Data items:

//! HTTP client for the storefront REST API.

use std::sync::Arc;

use reqwest::{RequestBuilder, StatusCode};
use serde::de::DeserializeOwned;
use tracing::{debug, instrument};
use url::Url;

use bazaar_core::api::{
    Acknowledgement, CreateProductRequest, Credentials, DeleteResponse, ErrorBody,
    SendMessageRequest, paths,
};
use bazaar_core::{Message, Product, ProductId, User, UserId};

use crate::error::ClientError;

/// Client for the Bazaar storefront API.
///
/// Holds its own cookie jar, so a successful [`login`](Self::login) or
/// [`register`](Self::register) authenticates every later call made through
/// this client or its clones.
#[derive(Clone)]
pub struct ApiClient {
    inner: Arc<ApiClientInner>,
}

struct ApiClientInner {
    client: reqwest::Client,
    base_url: Url,
}

impl ApiClient {
    /// Create a client for the server at `base_url`.
    ///
    /// # Errors
    ///
    /// Returns an error if `base_url` is not a valid URL or the HTTP client
    /// cannot be built.
    pub fn new(base_url: &str) -> Result<Self, ClientError> {
        let base_url = Url::parse(base_url)?;
        let client = reqwest::Client::builder().cookie_store(true).build()?;

        Ok(Self {
            inner: Arc::new(ApiClientInner { client, base_url }),
        })
    }

    /// The server this client talks to.
    #[must_use]
    pub fn base_url(&self) -> &Url {
        &self.inner.base_url
    }

    // =========================================================================
    // Accounts
    // =========================================================================

    /// Log in and keep the session cookie.
    ///
    /// # Errors
    ///
    /// Returns [`ClientError::Unauthorized`] on bad credentials.
    #[instrument(skip(self, password))]
    pub async fn login(&self, username: &str, password: &str) -> Result<User, ClientError> {
        let body = Credentials {
            username: username.to_owned(),
            password: password.to_owned(),
        };
        self.execute(self.post(paths::LOGIN)?.json(&body)).await
    }

    /// Create an account and log in as it.
    ///
    /// # Errors
    ///
    /// Returns [`ClientError::Validation`] when the username is taken or the
    /// credentials are rejected.
    #[instrument(skip(self, password))]
    pub async fn register(&self, username: &str, password: &str) -> Result<User, ClientError> {
        let body = Credentials {
            username: username.to_owned(),
            password: password.to_owned(),
        };
        self.execute(self.post(paths::REGISTER)?.json(&body)).await
    }

    /// End the session.
    ///
    /// # Errors
    ///
    /// Returns an error if the request fails.
    pub async fn logout(&self) -> Result<Acknowledgement, ClientError> {
        self.execute(self.post(paths::LOGOUT)?).await
    }

    /// The logged-in user.
    ///
    /// # Errors
    ///
    /// Returns [`ClientError::Unauthorized`] without a session.
    pub async fn me(&self) -> Result<User, ClientError> {
        self.execute(self.get(paths::ME)?).await
    }

    // =========================================================================
    // Catalog
    // =========================================================================

    /// List every product.
    ///
    /// # Errors
    ///
    /// Returns an error if the request fails.
    pub async fn products(&self) -> Result<Vec<Product>, ClientError> {
        self.execute(self.get(paths::PRODUCTS)?).await
    }

    /// Add a product. Admin only.
    ///
    /// # Errors
    ///
    /// Returns [`ClientError::Unauthorized`] for non-admins and
    /// [`ClientError::Validation`] for invalid fields.
    #[instrument(skip(self, request), fields(name = %request.name))]
    pub async fn create_product(
        &self,
        request: &CreateProductRequest,
    ) -> Result<Product, ClientError> {
        self.execute(self.post(paths::PRODUCTS)?.json(request)).await
    }

    /// Remove a product. Admin only. Succeeds for an id that is already gone.
    ///
    /// # Errors
    ///
    /// Returns [`ClientError::Unauthorized`] for non-admins.
    #[instrument(skip(self))]
    pub async fn delete_product(&self, id: ProductId) -> Result<DeleteResponse, ClientError> {
        let url = self.url(&paths::product(id))?;
        self.execute(self.inner.client.delete(url)).await
    }

    // =========================================================================
    // Messages
    // =========================================================================

    /// Messages visible to the logged-in user, oldest first.
    ///
    /// # Errors
    ///
    /// Returns [`ClientError::Unauthorized`] without a session.
    pub async fn messages(&self) -> Result<Vec<Message>, ClientError> {
        self.execute(self.get(paths::MESSAGES)?).await
    }

    /// Send a message. `None` addresses the shop's general inbox.
    ///
    /// # Errors
    ///
    /// Returns [`ClientError::Validation`] for blank content or an unknown
    /// receiver.
    #[instrument(skip(self, content))]
    pub async fn send_message(
        &self,
        receiver_id: Option<UserId>,
        content: &str,
    ) -> Result<Message, ClientError> {
        let body = SendMessageRequest {
            receiver_id,
            content: content.to_owned(),
        };
        self.execute(self.post(paths::MESSAGES)?.json(&body)).await
    }

    // =========================================================================
    // Plumbing
    // =========================================================================

    fn url(&self, path: &str) -> Result<Url, ClientError> {
        Ok(self.inner.base_url.join(path)?)
    }

    fn get(&self, path: &str) -> Result<RequestBuilder, ClientError> {
        Ok(self.inner.client.get(self.url(path)?))
    }

    fn post(&self, path: &str) -> Result<RequestBuilder, ClientError> {
        Ok(self.inner.client.post(self.url(path)?))
    }

    /// Send `request` and decode a successful JSON body.
    async fn execute<T: DeserializeOwned>(&self, request: RequestBuilder) -> Result<T, ClientError> {
        let response = request.send().await?;
        let status = response.status();

        // Get response body as text first for better error diagnostics
        let body = response.text().await?;

        if !status.is_success() {
            debug!(status = %status, body = %body, "API request failed");
            return Err(error_for_status(status, &body));
        }

        Ok(serde_json::from_str(&body)?)
    }
}

/// Map a non-success response to a [`ClientError`].
fn error_for_status(status: StatusCode, body: &str) -> ClientError {
    let ErrorBody { message, field } =
        serde_json::from_str(body).unwrap_or_else(|_| ErrorBody {
            message: status
                .canonical_reason()
                .unwrap_or("Unknown error")
                .to_string(),
            field: None,
        });

    match status {
        StatusCode::UNAUTHORIZED => ClientError::Unauthorized(message),
        StatusCode::BAD_REQUEST => ClientError::Validation { field, message },
        StatusCode::NOT_FOUND => ClientError::NotFound(message),
        _ => ClientError::Api {
            status: status.as_u16(),
            message,
        },
    }
}

#[cfg(test)]
#[allow(clippy::unwrap_used)]
mod tests {
    use super::*;

    #[test]
    fn test_unauthorized_keeps_message() {
        let err = error_for_status(StatusCode::UNAUTHORIZED, r#"{"message":"Must be admin"}"#);
        assert!(matches!(err, ClientError::Unauthorized(ref m) if m == "Must be admin"));
    }

    #[test]
    fn test_validation_keeps_field() {
        let err = error_for_status(
            StatusCode::BAD_REQUEST,
            r#"{"message":"Username already exists","field":"username"}"#,
        );
        match err {
            ClientError::Validation { field, message } => {
                assert_eq!(field.as_deref(), Some("username"));
                assert_eq!(message, "Username already exists");
            }
            other => panic!("expected validation error, got {other:?}"),
        }
    }

    #[test]
    fn test_non_json_body_uses_reason_phrase() {
        let err = error_for_status(StatusCode::BAD_GATEWAY, "<html>upstream down</html>");
        match err {
            ClientError::Api { status, message } => {
                assert_eq!(status, 502);
                assert_eq!(message, "Bad Gateway");
            }
            other => panic!("expected api error, got {other:?}"),
        }
    }

    #[test]
    fn test_paths_join_onto_base() {
        let client = ApiClient::new("http://127.0.0.1:3000").unwrap();
        assert_eq!(
            client.url(&paths::product(ProductId::new(7))).unwrap().as_str(),
            "http://127.0.0.1:3000/api/products/7"
        );
    }

    #[test]
    fn test_invalid_base_url() {
        assert!(matches!(
            ApiClient::new("not a url"),
            Err(ClientError::Url(_))
        ));
    }
}
//! Router assembly.
//!
//! [`build_app`] wires routes, middleware and the session store for a given
//! [`AppState`]. The binary and the end-to-end tests both serve the router it
//! returns.

use axum::{
    Router,
    extract::{Request, State},
    http::StatusCode,
    middleware::from_fn,
    routing::get,
};
use tower::ServiceBuilder;
use tower_http::trace::TraceLayer;

use crate::db::Database;
use crate::error::AppError;
use crate::middleware::{
    memory_session_layer, postgres_session_layer, request_id_middleware,
    security_headers_middleware,
};
use crate::routes;
use crate::state::AppState;

/// Build the complete application router.
pub fn build_app(state: AppState) -> Router {
    let router = Router::new()
        .route("/health", get(health))
        .route("/health/ready", get(readiness))
        .merge(routes::api_routes())
        .fallback(not_found);

    let router = match state.db() {
        Database::Postgres(pool) => router.layer(postgres_session_layer(pool, state.config())),
        Database::Memory(_) => router.layer(memory_session_layer(state.config())),
    };

    router
        .layer(
            ServiceBuilder::new()
                .layer(TraceLayer::new_for_http().make_span_with(|request: &Request| {
                    tracing::info_span!(
                        "http_request",
                        method = %request.method(),
                        uri = %request.uri(),
                        request_id = tracing::field::Empty,
                    )
                }))
                .layer(from_fn(request_id_middleware))
                .layer(from_fn(security_headers_middleware)),
        )
        .with_state(state)
        // Sentry layers (outermost for full request coverage)
        .layer(sentry_tower::NewSentryLayer::new_from_top())
        .layer(sentry_tower::SentryHttpLayer::new().enable_transaction())
}

/// Liveness health check endpoint.
///
/// Returns "ok" if the server is running. Does not check dependencies.
async fn health() -> &'static str {
    "ok"
}

/// Readiness health check endpoint.
///
/// Returns 503 Service Unavailable if storage is not reachable.
async fn readiness(State(state): State<AppState>) -> StatusCode {
    match state.db().ping().await {
        Ok(()) => StatusCode::OK,
        Err(e) => {
            tracing::warn!(error = %e, "Readiness check failed");
            StatusCode::SERVICE_UNAVAILABLE
        }
    }
}

async fn not_found() -> AppError {
    AppError::NotFound("Route".to_string())
}
//! Conversation projection.
//!
//! Messages are stored as one flat, append-only log. Nothing about threads is
//! persisted; instead every read groups the messages a principal can see into
//! conversations keyed by the *other* participant.
//!
//! For a message `m` seen by `principal`, the counterparty is
//! `m.receiver_id` when the principal sent it and `m.sender_id` otherwise.
//! A message the principal sent to the general inbox has no counterparty and
//! is left out of the projection. Every other message lands in exactly one
//! conversation.
//!
//! Conversations are ordered by their latest message, newest first. Ties keep
//! the order in which the conversations were first encountered.

use std::collections::HashMap;

use chrono::{DateTime, TimeDelta, Utc};

use crate::models::Message;
use crate::types::{MessageId, UserId};

/// Gap between two consecutive messages after which a timeline shows a new
/// time separator.
pub const TIME_SEPARATOR_GAP: TimeDelta = TimeDelta::minutes(5);

/// The other side of `message` as seen by `principal`.
///
/// `None` for a message the principal sent to the general inbox.
#[must_use]
pub fn counterparty_of(message: &Message, principal: UserId) -> Option<UserId> {
    if message.sender_id == principal {
        message.receiver_id
    } else {
        Some(message.sender_id)
    }
}

/// All messages between the principal and one counterparty, oldest first.
#[derive(Debug, Clone, PartialEq, Eq)]
pub struct Conversation {
    counterparty: UserId,
    messages: Vec<Message>,
}

impl Conversation {
    #[must_use]
    pub const fn counterparty(&self) -> UserId {
        self.counterparty
    }

    #[must_use]
    pub fn messages(&self) -> &[Message] {
        &self.messages
    }

    /// The most recent message. Conversations are never empty.
    #[must_use]
    pub fn last_message(&self) -> Option<&Message> {
        self.messages.last()
    }

    /// Timestamp of the most recent message.
    #[must_use]
    pub fn last_activity(&self) -> Option<DateTime<Utc>> {
        self.last_message().map(|m| m.created_at)
    }

    #[must_use]
    pub fn len(&self) -> usize {
        self.messages.len()
    }

    #[must_use]
    pub fn is_empty(&self) -> bool {
        self.messages.is_empty()
    }

    /// Count messages from the counterparty newer than `last_read`.
    ///
    /// With no read marker every incoming message is unread.
    #[must_use]
    pub fn unread_count(&self, principal: UserId, last_read: Option<MessageId>) -> usize {
        self.messages
            .iter()
            .filter(|m| m.sender_id != principal)
            .filter(|m| last_read.is_none_or(|marker| m.id > marker))
            .count()
    }

    /// The messages interleaved with time separators.
    #[must_use]
    pub fn timeline(&self) -> Vec<TimelineEntry<'_>> {
        timeline(&self.messages)
    }
}

/// The principal's conversations, most recently active first.
#[derive(Debug, Clone, Default, PartialEq, Eq)]
pub struct Projection {
    conversations: Vec<Conversation>,
}

impl Projection {
    /// Group `messages` (in chronological order) by counterparty.
    #[must_use]
    pub fn build(messages: &[Message], principal: UserId) -> Self {
        let mut index: HashMap<UserId, usize> = HashMap::new();
        let mut conversations: Vec<Conversation> = Vec::new();

        for message in messages {
            let Some(counterparty) = counterparty_of(message, principal) else {
                continue;
            };
            let slot = *index.entry(counterparty).or_insert_with(|| {
                conversations.push(Conversation {
                    counterparty,
                    messages: Vec::new(),
                });
                conversations.len() - 1
            });
            if let Some(conversation) = conversations.get_mut(slot) {
                conversation.messages.push(message.clone());
            }
        }

        // sort_by is stable, so equal timestamps keep encounter order
        conversations.sort_by(|a, b| b.last_activity().cmp(&a.last_activity()));

        Self { conversations }
    }

    #[must_use]
    pub fn conversations(&self) -> &[Conversation] {
        &self.conversations
    }

    /// Look up the conversation with `counterparty`.
    #[must_use]
    pub fn get(&self, counterparty: UserId) -> Option<&Conversation> {
        self.conversations
            .iter()
            .find(|c| c.counterparty == counterparty)
    }

    #[must_use]
    pub fn len(&self) -> usize {
        self.conversations.len()
    }

    #[must_use]
    pub fn is_empty(&self) -> bool {
        self.conversations.is_empty()
    }
}

/// A buyer's single thread with the shop: everything they sent or received.
#[must_use]
pub fn buyer_thread(messages: &[Message], principal: UserId) -> Vec<Message> {
    messages
        .iter()
        .filter(|m| m.involves(principal))
        .cloned()
        .collect()
}

/// One row of a rendered conversation.
#[derive(Debug, Clone, Copy, PartialEq, Eq)]
pub enum TimelineEntry<'a> {
    /// Show the time before the next message.
    Separator(DateTime<Utc>),
    Message(&'a Message),
}

/// Interleave `messages` with time separators.
///
/// A separator precedes the first message and any message that arrives more
/// than [`TIME_SEPARATOR_GAP`] after its predecessor.
#[must_use]
pub fn timeline(messages: &[Message]) -> Vec<TimelineEntry<'_>> {
    let mut entries = Vec::with_capacity(messages.len() + 1);
    let mut previous: Option<DateTime<Utc>> = None;

    for message in messages {
        let needs_separator =
            previous.is_none_or(|prev| message.created_at - prev > TIME_SEPARATOR_GAP);
        if needs_separator {
            entries.push(TimelineEntry::Separator(message.created_at));
        }
        entries.push(TimelineEntry::Message(message));
        previous = Some(message.created_at);
    }

    entries
}
//! Session middleware configuration.
//!
//! Sessions live in `PostgreSQL` in production and in process memory when the
//! server runs on the memory backend. Both share the same cookie settings.

use sqlx::PgPool;
use tower_sessions::{Expiry, MemoryStore, SessionManagerLayer, SessionStore};
use tower_sessions_sqlx_store::PostgresStore;

use crate::config::StorefrontConfig;

/// Session cookie name.
pub const SESSION_COOKIE_NAME: &str = "bazaar_session";

/// Session expiry time in seconds (7 days).
const SESSION_EXPIRY_SECONDS: i64 = 7 * 24 * 60 * 60;

/// Create the session layer with `PostgreSQL` store.
///
/// The session table must exist; `bazaar migrate` creates it.
#[must_use]
pub fn postgres_session_layer(
    pool: &PgPool,
    config: &StorefrontConfig,
) -> SessionManagerLayer<PostgresStore> {
    configure(PostgresStore::new(pool.clone()), config)
}

/// Create the session layer with an in-process store.
#[must_use]
pub fn memory_session_layer(config: &StorefrontConfig) -> SessionManagerLayer<MemoryStore> {
    configure(MemoryStore::default(), config)
}

fn configure<S: SessionStore>(store: S, config: &StorefrontConfig) -> SessionManagerLayer<S> {
    SessionManagerLayer::new(store)
        .with_name(SESSION_COOKIE_NAME)
        .with_expiry(Expiry::OnInactivity(
            tower_sessions::cookie::time::Duration::seconds(SESSION_EXPIRY_SECONDS),
        ))
        .with_secure(config.secure_cookies())
        .with_same_site(tower_sessions::cookie::SameSite::Lax)
        .with_http_only(true)
        .with_path("/")
}
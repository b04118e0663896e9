//! Subcommand implementations.

pub mod admin;
pub mod inbox;
pub mod migrate;
pub mod seed;

use secrecy::SecretString;

/// Database URL from `BAZAAR_DATABASE_URL`, falling back to `DATABASE_URL`.
fn database_url() -> Option<SecretString> {
    dotenvy::dotenv().ok();

    std::env::var("BAZAAR_DATABASE_URL")
        .or_else(|_| std::env::var("DATABASE_URL"))
        .ok()
        .map(SecretString::from)
}
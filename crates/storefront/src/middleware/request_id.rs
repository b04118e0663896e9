//! Request ID middleware for request tracing and correlation.
//!
//! Generates a UUID v4 for each request if not provided by an upstream proxy.
//! The request ID is:
//! - Recorded in the current tracing span
//! - Added to the Sentry scope for error correlation
//! - Returned in the response headers

use axum::{extract::Request, http::HeaderValue, middleware::Next, response::Response};
use tracing::Span;
use uuid::Uuid;

/// The HTTP header name for request IDs.
pub const REQUEST_ID_HEADER: &str = "x-request-id";

/// Longest upstream request ID that is trusted as-is.
const MAX_UPSTREAM_ID_LEN: usize = 128;

/// Middleware that ensures every request has a unique request ID.
///
/// A well-formed incoming `x-request-id` is reused; anything else is replaced
/// with a fresh UUID v4.
pub async fn request_id_middleware(request: Request, next: Next) -> Response {
    let request_id = request
        .headers()
        .get(REQUEST_ID_HEADER)
        .and_then(|h| h.to_str().ok())
        .filter(|id| is_acceptable_id(id))
        .map_or_else(|| Uuid::new_v4().to_string(), String::from);

    Span::current().record("request_id", &request_id);

    sentry::configure_scope(|scope| {
        scope.set_tag("request_id", &request_id);
    });

    let mut response = next.run(request).await;

    if let Ok(value) = HeaderValue::from_str(&request_id) {
        response.headers_mut().insert(REQUEST_ID_HEADER, value);
    }

    response
}

fn is_acceptable_id(id: &str) -> bool {
    !id.is_empty()
        && id.len() <= MAX_UPSTREAM_ID_LEN
        && id
            .bytes()
            .all(|b| b.is_ascii_alphanumeric() || matches!(b, b'-' | b'_' | b'.'))
}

● **Your goal**
Going back to the entries above, set down exactly the lines that begin at the one with "self.conversations.is_empty()" and end at the one with "pub enum TimelineEntry<'a>", both included, and nothing else.

● **The completed task**
        self.conversations.is_empty()
    }
}

/// A buyer's single thread with the shop: everything they sent or received.
#[must_use]
pub fn buyer_thread(messages: &[Message], principal: UserId) -> Vec<Message> {
    messages
        .iter()
        .filter(|m| m.involves(principal))
        .cloned()
        .collect()
}

/// One row of a rendered conversation.
#[derive(Debug, Clone, Copy, PartialEq, Eq)]
pub enum TimelineEntry<'a> {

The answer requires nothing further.